No es que ponga cara guerrera cuando pega a su suegra, sino que la luce arisca en todos los actos que preside, para demostrar a los vasallos asistentes que está harta de ellos. Pues mucho más nosotros de ella. Sus desaires y cabreos son una constante del reinado. El último por ahora lo ha protagonizado en los Reales Alcázares de Sevilla, adonde acudió acompañando a su real marido para inaugurar una exposición conmemorativa de la primera vuelta al mundo hace 500 años.

Estaban allí estabuladas unas buenas mujeres de esas idiotizadas por la lectura de las infames revistas del corazón, ante las que desfiló su majestad, mejor dicho, la Leti, custodiada por los gorilas de su séquito.
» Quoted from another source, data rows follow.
//! Operator overrides for in-flight judgments.

use serde::{Deserialize, Serialize};
use tokio::sync::mpsc;
use tracing::debug;

#[derive(Debug, Clone, Copy, PartialEq, Eq, Serialize, Deserialize)]
#[serde(rename_all = "lowercase")]
pub enum OperatorAction {
    /// Re-issue the same judgment call (scores are not recomputed).
    Retry,
    /// Give up on the item; it is rejected as skipped.
    Skip,
}

#[derive(Debug, Clone, PartialEq, Eq)]
pub struct OperatorCommand {
    /// Target document, or `None` for whatever is being judged.
    pub doc_id: Option<String>,
    pub action: OperatorAction,
}

/// Creates a connected control handle and inbox.
pub fn operator_channel() -> (OperatorControl, OverrideInbox) {
    let (tx, rx) = mpsc::unbounded_channel();
    (
        OperatorControl { tx },
        OverrideInbox {
            rx,
            parked: Vec::new(),
        },
    )
}

#[derive(Debug, Clone)]
/// Cloneable handle an operator-facing surface uses to send overrides.
pub struct OperatorControl {
    tx: mpsc::UnboundedSender<OperatorCommand>,
}

impl OperatorControl {
    /// Sends `action` for the current judgment. Returns `false` if the pipeline is gone.
    pub fn send(&self, action: OperatorAction) -> bool {
        self.tx
            .send(OperatorCommand {
                doc_id: None,
                action,
            })
            .is_ok()
    }

    /// Sends `action` for a specific document only.
    pub fn send_for(&self, doc_id: impl Into<String>, action: OperatorAction) -> bool {
        self.tx
            .send(OperatorCommand {
                doc_id: Some(doc_id.into()),
                action,
            })
            .is_ok()
    }

    pub fn retry(&self) -> bool {
        self.send(OperatorAction::Retry)
    }

    pub fn skip(&self) -> bool {
        self.send(OperatorAction::Skip)
    }
}

#[derive(Debug)]
/// Receiving side, owned by the orchestrator.
///
/// Commands aimed at a document other than the one being judged are parked
/// until that document comes up.
pub struct OverrideInbox {
    rx: mpsc::UnboundedReceiver<OperatorCommand>,
    parked: Vec<OperatorCommand>,
}

impl OverrideInbox {
    /// Drops untargeted commands that arrived while nothing was being judged.
    ///
    /// Targeted commands are parked instead. Returns the number dropped.
    pub fn drain_stale(&mut self) -> usize {
        let mut dropped = 0;
        while let Ok(command) = self.rx.try_recv() {
            if command.doc_id.is_some() {
                self.park(command);
            } else {
                dropped += 1;
            }
        }
        dropped
    }

    /// Number of targeted commands waiting for their document.
    pub fn parked(&self) -> usize {
        self.parked.len()
    }

    /// Waits for the next command that applies to `doc_id`.
    ///
    /// Parked commands for `doc_id` are returned first, oldest first. Never
    /// resolves once every [`OperatorControl`] has been dropped.
    pub async fn next_for(&mut self, doc_id: &str) -> OperatorAction {
        if let Some(position) = self
            .parked
            .iter()
            .position(|command| command.doc_id.as_deref() == Some(doc_id))
        {
            return self.parked.remove(position).action;
        }

        loop {
            match self.rx.recv().await {
                Some(command) => {
                    if command
                        .doc_id
                        .as_deref()
                        .is_some_and(|target| target != doc_id)
                    {
                        self.park(command);
                    } else {
                        return command.action;
                    }
                }
                None => std::future::pending::<()>().await,
            }
        }
    }

    fn park(&mut self, command: OperatorCommand) {
        debug!(
            doc_id = command.doc_id.as_deref().unwrap_or_default(),
            action = ?command.action,
            "Parking operator command for a later document"
        );
        self.parked.push(command);
    }
}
Iba sobre sus habituales zapatazos, cuando dio un traspiés sin más consecuencias, como es lógico en quien se desplaza sobre esos zancos que la llevan en alto. La única consecuencia fue que se encaró con el gorila más próximo para gritarle majestuosamente, o mejor dicho, vulgarmente: “¡No me has avisado del escalón! Casi me mato. ¿No has visto que hay un escalón?” La que no lo vio fue ella, pero culpó al gorila. Y fue una suerte que no le agrediera, como hizo a su suegra en Palma de Mallorca.

Cuentan las crónicas que exageraba al decir que casi se mató, porque fue un simple resbalón, menos importante que los dados por ella con sus faltas al protocolo. Lo que pasa es que tiene un carácter irascible que no tolera ningún error a sus lacayos. Los suyos se los corrige su real marido en público, lo que aumenta su irritabilidad. Pero Felipe no puede sentirse engañado, puesto que sabía con quién se casaba: lo describía muy bien el informe elaborado por el Centro Nacional de Inteligencia para la secretaría de la Casa del Rey, según cuenta Isidre Cunill en su biografía Letizia Ortiz, una republicana en la corte del rey Juan Carlos I, publicada en Barcelona en 2010 por cuenta de Chronica, páginas 121 y siguientes.
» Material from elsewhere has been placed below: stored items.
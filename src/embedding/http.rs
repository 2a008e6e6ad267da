//! OpenAI-compatible embeddings client.
//!
//! Works with any server exposing `POST /embeddings` with the OpenAI request and
//! response shape (OpenAI, Ollama, vLLM, LM Studio, ...).

use std::time::Duration;

use async_trait::async_trait;
use reqwest::Client as HttpClient;
use serde::{Deserialize, Serialize};
use tracing::debug;

use crate::config::PipelineConfig;
use crate::document::Embedding;

use super::error::{EmbeddingError, EmbeddingResult};
use super::provider::EmbeddingProvider;

const REQUEST_TIMEOUT: Duration = Duration::from_secs(30);
const MAX_ERROR_BODY_CHARS: usize = 512;

#[derive(Debug, Clone)]
/// Endpoint settings for [`HttpEmbeddingProvider`].
pub struct HttpEmbeddingConfig {
    pub url: String,
    pub model: String,
    pub api_key: Option<String>,
    pub timeout: Duration,
}

impl HttpEmbeddingConfig {
    pub fn new(url: impl Into<String>, model: impl Into<String>) -> Self {
        Self {
            url: url.into(),
            model: model.into(),
            api_key: None,
            timeout: REQUEST_TIMEOUT,
        }
    }

    pub fn from_pipeline_config(config: &PipelineConfig) -> Self {
        Self {
            url: config.embedding_url.clone(),
            model: config.embedding_model.clone(),
            api_key: config.embedding_api_key.clone(),
            timeout: REQUEST_TIMEOUT,
        }
    }
}

#[derive(Serialize)]
struct EmbeddingRequest<'a> {
    model: &'a str,
    input: &'a str,
}

#[derive(Deserialize)]
struct EmbeddingResponse {
    data: Vec<EmbeddingDatum>,
}

#[derive(Deserialize)]
struct EmbeddingDatum {
    embedding: Vec<f32>,
}

/// Embedding provider backed by an HTTP endpoint.
pub struct HttpEmbeddingProvider {
    http: HttpClient,
    config: HttpEmbeddingConfig,
}

impl std::fmt::Debug for HttpEmbeddingProvider {
    fn fmt(&self, f: &mut std::fmt::Formatter<'_>) -> std::fmt::Result {
        f.debug_struct("HttpEmbeddingProvider")
            .field("url", &self.config.url)
            .field("model", &self.config.model)
            .field("has_api_key", &self.config.api_key.is_some())
            .finish()
    }
}

impl HttpEmbeddingProvider {
    pub fn new(config: HttpEmbeddingConfig) -> EmbeddingResult<Self> {
        if config.url.trim().is_empty() {
            return Err(EmbeddingError::InvalidConfig {
                reason: "embedding url is empty".to_string(),
            });
        }
        if config.model.trim().is_empty() {
            return Err(EmbeddingError::InvalidConfig {
                reason: "embedding model is empty".to_string(),
            });
        }

        let http = HttpClient::builder()
            .timeout(config.timeout)
            .build()
            .map_err(|e| EmbeddingError::InvalidConfig {
                reason: e.to_string(),
            })?;

        Ok(Self { http, config })
    }

    pub fn config(&self) -> &HttpEmbeddingConfig {
        &self.config
    }
}

#[async_trait]
impl EmbeddingProvider for HttpEmbeddingProvider {
    async fn embed(&self, text: &str) -> EmbeddingResult<Embedding> {
        if text.trim().is_empty() {
            return Err(EmbeddingError::EmptyInput);
        }

        let mut request = self.http.post(&self.config.url).json(&EmbeddingRequest {
            model: &self.config.model,
            input: text,
        });
        if let Some(key) = &self.config.api_key {
            request = request.bearer_auth(key);
        }

        let response = request.send().await?;
        let status = response.status();
        if !status.is_success() {
            let body = response.text().await.unwrap_or_default();
            return Err(EmbeddingError::BadStatus {
                status: status.as_u16(),
                body: body.chars().take(MAX_ERROR_BODY_CHARS).collect(),
            });
        }

        let parsed: EmbeddingResponse =
            response
                .json()
                .await
                .map_err(|e| EmbeddingError::MalformedResponse {
                    reason: e.to_string(),
                })?;

        let embedding = parsed
            .data
            .into_iter()
            .next()
            .map(|d| d.embedding)
            .ok_or_else(|| EmbeddingError::MalformedResponse {
                reason: "response contained no embeddings".to_string(),
            })?;

        debug!(
            model = %self.config.model,
            dim = embedding.len(),
            text_len = text.len(),
            "Embedded text"
        );

        Ok(embedding)
    }

    fn model_name(&self) -> &str {
        &self.config.model
    }
}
Y si no tenía bastante con ello disponía de las advertencias de David Rocasolano, el primo preferido de la Leti, quien lo atestigua en su excelente biografía Adiós, Princesa, impresa en Madrid en 2013 para Akal, página 208:

   –¡Letizia! –continué–. No hay dios que la aguante, Felipe. Es la típica celosa que siempre tiene que saber dónde estás. Que si te llama por teléfono y no lo coges, te echa una bronca que te cagas. ¿Sabes de qué tipo de tía te estoy hablando? Una verdadera petarda.     

Pero seguramente la petarda tiene unos encantos ocultos, porque al natural no se le observa ninguno, que hicieron caer al entonces príncipe en sus redes, y ahí está como reina consorte, demostrando un día sí y otro también su carencia de majestad. Hace ahora 151 años gritaban los españoles por las calles: ¡Viva España con honra! ¡Abajo los borbones!, y mandaron a la Isabelona de Borbón a continuar sus golferías en París.

Arturo del Villar, presidente del colectivo republicano tercer milenio.